A family can be MM, MF, FM, or FF, each with probability 0.25. The following situations result in a son being taken to the park:

Family was MM and any child was chosen. Probability 0.25
Family was FM and the son was chosen. Probability 0.125
Family was MF and the son was chosen. Probability 0.125

Of these situations, half come from a MF family and half from a MM family, so the probability is 0.5.

Two thirds is the answer to some daughter/son questions, but not this one. Perhaps the OP meant it to be or he is deliberately being cunning

We have no information about the other child, so it's a 50/50 chance as per the birth rate.

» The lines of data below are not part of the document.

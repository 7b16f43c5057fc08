//! Scan query results into structs.
//!
//! A struct deriving [`Record`] describes which result columns its fields
//! take. [`Executor::get`] fills one record from a single-row query and
//! [`Executor::select`] appends one record per row to a `Vec`.
//!
//! ```ignore
//! #[derive(Debug, Default, sqlscan::Record)]
//! struct User {
//!     #[db("id")]
//!     id: i64,
//!     #[db("name")]
//!     name: String,
//! }
//!
//! let mut db = Db::connect("sqlite::memory:").await?;
//! let mut users: Vec<User> = vec![];
//! db.select(&mut users, "SELECT id, name FROM users", &[]).await?;
//! ```

pub mod db;
pub use db::Db;

mod executor;
pub use executor::Executor;

mod transaction;
pub use transaction::{Transaction, TransactionBuilder};

pub use sqlscan_core::{
    bail,
    driver::{self, Connection, ExecResult, IsolationLevel, Row, Rows, TransactionOptions},
    err,
    scan::{column_names, element_shape, locate, Targets},
    schema::{self, Shape},
    stmt::{self, Value},
    Error, Field, Result,
};

pub use sqlscan_core::Record;
pub use sqlscan_macros::Record;

#[doc(hidden)]
pub mod codegen_support {
    pub use sqlscan_core::{
        scan::{Field, Record, Target},
        schema::{FieldKind, FieldShape, Shape, Tag},
    };
}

The same essential problem setup comes up regularly on discussion forums, although it's usually a variation where information about both children is given, and the correct answer is 2/3 , which is supposed to be unintuitive. The first responder on this thread must be harking back to one of those problems!

(For example, "the mother is by herself, but tells you she has at least one son, and that one of her children is at the shop and one is at home. what is the chance that the child at the shop is a boy?" answer 2/3).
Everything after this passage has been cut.